On Thursday it’s back to Eastbourne for my pre op and the whole day was far more positive than Monday. It started off with form filling and a urine sample (one of my specialities!) Stupidly, I had a wee on my way in so had to have multiple cups of water. This quickly produced the desired result but also meant that I was up and down like a yoyo over the next few hours. (My next blog is going to be entitled “Toilets of Purple Zone Level 3 - the good, the bad and the ugly.”) My next port of call was with the consultant anaesthetist. She was wearing a fabulous pair of tight black knee length suede boots and reminded me a little of Connie Fisher from Casualty (the popular BBC drama, not the place on the first floor.) We chatted for about 30 minutes and there were no surprises. Then it was height, weight, blood pressure and blood sample. More paperwork was followed by a meeting with the nurse who would look after my post operative recovery. She anticipated that following the operation I would be in intensive care for two days and then on the ward for a further five days.

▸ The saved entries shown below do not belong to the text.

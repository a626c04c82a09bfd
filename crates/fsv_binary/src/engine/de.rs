use core::any::Any;
use std::io::Read;
use std::sync::Arc;

use fsv_reflect::Reflect;
use fsv_reflect::info::{StructInfo, TypeInfo};
use fsv_reflect::ops::{ErasedShared, ReflectMut, SharedRef};
use fsv_reflect::registry::{TypeMeta, TypeRegistry, TypeTraitDefault};

use super::{DepthGuard, PassEnv};
use crate::codec::{read_bool, read_i32, read_type_tag};
use crate::config::Mode;
use crate::error::{Error, Result};
use crate::member::SerializableMember;
use crate::tracker::ReadMarker;

/// The state of one deserialize pass, handed to every strategy.
///
/// Mirrors [`SerializeDriver`](crate::SerializeDriver): shared objects are
/// created, remembered under their id and only then filled, so that their
/// contents can refer back to them.
pub struct DeserializeDriver<'a> {
    reader: &'a mut dyn Read,
    env: PassEnv<'a>,
    context: Option<&'a mut dyn Any>,
    marker: ReadMarker,
    depth: DepthGuard,
}

impl<'a> DeserializeDriver<'a> {
    pub(crate) fn new(
        reader: &'a mut dyn Read,
        env: PassEnv<'a>,
        context: Option<&'a mut dyn Any>,
    ) -> Self {
        let depth = DepthGuard::new(env.config.max_depth);
        Self {
            reader,
            env,
            context,
            marker: ReadMarker::new(),
            depth,
        }
    }

    /// The input stream.
    #[inline]
    pub fn reader(&mut self) -> &mut dyn Read {
        &mut *self.reader
    }

    #[inline]
    pub fn mode(&self) -> Mode {
        self.env.config.mode
    }

    #[inline]
    pub fn types(&self) -> &TypeRegistry {
        self.env.types
    }

    /// The caller's context object, if it is a `T`.
    #[inline]
    pub fn context<T: Any>(&mut self) -> Option<&mut T> {
        self.context.as_deref_mut()?.downcast_mut::<T>()
    }

    /// Number of shared objects read so far.
    #[inline]
    pub fn shared_count(&self) -> usize {
        self.marker.len()
    }

    /// Reads a type tag, see [`read_type_tag`].
    #[inline]
    pub fn read_type_tag(&mut self) -> Result<&'a TypeMeta> {
        read_type_tag(&mut *self.reader, self.env.types)
    }

    /// The serializable members of a struct type.
    #[inline]
    pub fn members(&mut self, info: &'static StructInfo) -> Arc<[SerializableMember]> {
        self.env.members(info)
    }

    /// Reads a nested value into `target`.
    ///
    /// Only strategy calls count towards `max_depth`.
    pub fn deserialize_value(&mut self, target: &mut dyn Reflect) -> Result<()> {
        match target.reflect_mut() {
            ReflectMut::Optional(optional) => {
                if read_bool(&mut *self.reader)? {
                    optional.set_none();
                    return Ok(());
                }
                // An existing value is filled in place, like a struct member.
                if optional.value().is_none() {
                    optional.insert_default();
                }
                let Some(inner) = optional.value_mut() else {
                    return Err(Error::UnexpectedNull {
                        type_path: optional.reflect_type_path(),
                    });
                };
                match inner.reflect_mut() {
                    ReflectMut::Shared(shared) => self.read_shared(shared),
                    _ => self.deserialize_value(inner),
                }
            }
            ReflectMut::Shared(shared) => {
                if read_bool(&mut *self.reader)? {
                    return Err(Error::UnexpectedNull {
                        type_path: shared.reflect_type_path(),
                    });
                }
                self.read_shared(shared)
            }
            _ => {
                let strategy = self.env.strategies.resolve(target.reflect_type_info())?;
                self.depth.enter()?;
                let result = strategy.deserialize(target, self);
                self.depth.exit();
                result
            }
        }
    }

    // Everything after the null flag.
    fn read_shared(&mut self, shared: &mut dyn SharedRef) -> Result<()> {
        let TypeInfo::Shared(info) = shared.reflect_type_info() else {
            return Err(Error::TypeMismatch {
                expected: "a shared handle",
                found: shared.reflect_type_path(),
            });
        };

        if self.mode() == Mode::Minimal {
            let object = shared.new_erased().ok_or(Error::NoStrategyFound {
                type_path: info.pointee().path(),
            })?;
            assign(shared, &object)?;
            return self.fill(&object);
        }

        let id = read_i32(&mut *self.reader)?;
        let id = u32::try_from(id)
            .map_err(|_| Error::invalid_data(format!("negative reference id {id}")))?;
        let seen = read_bool(&mut *self.reader)?;
        if seen {
            let object = self.marker.resolve(id)?.clone();
            return assign(shared, &object);
        }

        let has_tag = read_bool(&mut *self.reader)?;
        let object = if has_tag {
            let meta = self.read_type_tag()?;
            let default = meta.get_trait::<TypeTraitDefault>().ok_or_else(|| {
                Error::TypeResolution {
                    type_path: meta.type_path().to_owned(),
                    reason: "the type is registered without `#[reflect(default)]`",
                }
            })?;
            default.default_shared()
        } else {
            shared.new_erased().ok_or_else(|| Error::TypeResolution {
                type_path: info.pointee().path().to_owned(),
                reason: "a polymorphic reference was written without a type tag",
            })?
        };

        assign(shared, &object)?;
        self.marker.remember(id, object.clone())?;
        self.fill(&object)
    }

    fn fill(&mut self, object: &ErasedShared) -> Result<()> {
        let mut value = object
            .value()
            .try_borrow_mut()
            .map_err(|_| Error::SharedBorrow {
                type_path: object.type_path(),
            })?;
        self.deserialize_value(&mut *value)
    }
}

// Re-points `shared` at `object`, which must be of the declared pointee type.
fn assign(shared: &mut dyn SharedRef, object: &ErasedShared) -> Result<()> {
    if shared.assign(object) {
        return Ok(());
    }
    let expected = match shared.reflect_type_info() {
        TypeInfo::Shared(info) => info.pointee().path(),
        _ => shared.reflect_type_path(),
    };
    Err(Error::TypeMismatch {
        expected,
        found: object.type_path(),
    })
}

She talked us through all aspects of my stay and gave us a tour of the Intensive Care Unit and the Ward I would be on, introducing us to other staff members on the way. After a light lunch consisting of coffee, hula hoops and chocolate covered flap-jack it was time for an ECG. Nothing beeped and there were no flashing red lights so we were allowed to go home. It all seems very real and very close now but everyone we met with today couldn’t have done more to put us at ease.
Today has been my last day of work. It's a little scary as once this invoice goes in there is nothing more until I'm fit enough to don my whites again. I think that having the operation brought forward is a blessing in disguise. It gives me less time to potentially turn into a raving lunatic, less time to whinge about my back and less time for cell division in my bladder!